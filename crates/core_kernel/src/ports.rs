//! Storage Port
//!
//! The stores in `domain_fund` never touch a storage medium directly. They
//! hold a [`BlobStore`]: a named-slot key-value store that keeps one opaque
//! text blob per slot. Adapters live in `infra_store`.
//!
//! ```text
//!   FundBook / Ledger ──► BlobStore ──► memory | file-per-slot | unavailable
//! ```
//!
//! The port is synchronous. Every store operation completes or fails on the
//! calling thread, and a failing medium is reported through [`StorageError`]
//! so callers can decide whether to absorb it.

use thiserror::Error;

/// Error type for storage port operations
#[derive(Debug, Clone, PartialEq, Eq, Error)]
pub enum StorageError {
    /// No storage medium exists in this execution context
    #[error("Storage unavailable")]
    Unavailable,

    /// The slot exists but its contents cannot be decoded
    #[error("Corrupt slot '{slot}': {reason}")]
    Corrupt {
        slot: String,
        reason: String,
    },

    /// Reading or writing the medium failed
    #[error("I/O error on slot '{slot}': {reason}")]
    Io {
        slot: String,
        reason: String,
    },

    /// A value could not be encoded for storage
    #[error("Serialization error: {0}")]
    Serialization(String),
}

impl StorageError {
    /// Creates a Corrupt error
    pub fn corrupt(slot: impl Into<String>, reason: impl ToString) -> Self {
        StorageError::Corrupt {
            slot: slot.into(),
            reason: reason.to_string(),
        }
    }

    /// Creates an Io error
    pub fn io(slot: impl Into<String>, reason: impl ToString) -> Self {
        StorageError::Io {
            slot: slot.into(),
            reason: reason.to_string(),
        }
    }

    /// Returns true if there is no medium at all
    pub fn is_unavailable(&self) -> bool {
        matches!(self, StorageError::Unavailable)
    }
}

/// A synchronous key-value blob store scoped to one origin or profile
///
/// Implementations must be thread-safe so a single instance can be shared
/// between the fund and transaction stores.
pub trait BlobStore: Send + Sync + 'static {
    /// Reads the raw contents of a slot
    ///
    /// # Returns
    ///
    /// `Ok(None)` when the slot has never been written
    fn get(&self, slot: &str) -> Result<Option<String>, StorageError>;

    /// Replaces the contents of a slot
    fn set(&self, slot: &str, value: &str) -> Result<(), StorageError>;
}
==*==
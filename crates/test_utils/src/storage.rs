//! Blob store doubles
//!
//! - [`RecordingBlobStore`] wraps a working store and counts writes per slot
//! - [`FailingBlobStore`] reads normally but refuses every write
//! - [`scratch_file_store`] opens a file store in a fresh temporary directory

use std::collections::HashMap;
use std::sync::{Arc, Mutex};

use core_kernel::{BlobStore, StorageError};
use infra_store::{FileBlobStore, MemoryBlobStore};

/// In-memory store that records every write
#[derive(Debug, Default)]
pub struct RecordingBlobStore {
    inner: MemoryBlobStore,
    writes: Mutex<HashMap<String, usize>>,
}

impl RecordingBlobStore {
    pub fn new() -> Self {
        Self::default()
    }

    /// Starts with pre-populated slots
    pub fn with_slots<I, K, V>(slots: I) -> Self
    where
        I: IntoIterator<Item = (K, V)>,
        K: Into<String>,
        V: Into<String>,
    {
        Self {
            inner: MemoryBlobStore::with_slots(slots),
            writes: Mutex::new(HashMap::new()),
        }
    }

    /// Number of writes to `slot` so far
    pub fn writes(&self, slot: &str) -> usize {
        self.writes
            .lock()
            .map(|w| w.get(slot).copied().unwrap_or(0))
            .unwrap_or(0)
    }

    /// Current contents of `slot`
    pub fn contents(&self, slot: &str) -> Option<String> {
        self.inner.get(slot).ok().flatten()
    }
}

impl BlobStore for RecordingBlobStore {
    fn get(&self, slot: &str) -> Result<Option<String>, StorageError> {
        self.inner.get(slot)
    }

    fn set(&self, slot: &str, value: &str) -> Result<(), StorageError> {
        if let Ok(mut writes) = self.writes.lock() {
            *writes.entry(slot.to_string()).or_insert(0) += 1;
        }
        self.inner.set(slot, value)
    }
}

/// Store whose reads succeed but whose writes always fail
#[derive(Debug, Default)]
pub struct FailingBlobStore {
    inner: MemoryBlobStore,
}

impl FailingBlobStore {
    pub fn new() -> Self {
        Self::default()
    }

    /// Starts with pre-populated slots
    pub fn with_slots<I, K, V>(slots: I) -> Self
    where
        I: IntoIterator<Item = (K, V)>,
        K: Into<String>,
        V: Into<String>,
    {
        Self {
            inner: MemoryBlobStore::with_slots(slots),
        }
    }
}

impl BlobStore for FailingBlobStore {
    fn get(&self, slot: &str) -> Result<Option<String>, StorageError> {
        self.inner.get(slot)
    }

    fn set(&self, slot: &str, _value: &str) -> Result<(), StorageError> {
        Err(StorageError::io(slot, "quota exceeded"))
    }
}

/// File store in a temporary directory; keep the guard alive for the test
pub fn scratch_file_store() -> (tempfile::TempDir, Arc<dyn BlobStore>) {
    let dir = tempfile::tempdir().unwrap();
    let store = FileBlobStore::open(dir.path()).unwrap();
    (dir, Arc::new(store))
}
==*==
Problem:
Collect the complete line wherever the string "FailingBlobStore" appears in the records.

Written response:
//! - [`FailingBlobStore`] reads normally but refuses every write
pub struct FailingBlobStore {
impl FailingBlobStore {
impl BlobStore for FailingBlobStore {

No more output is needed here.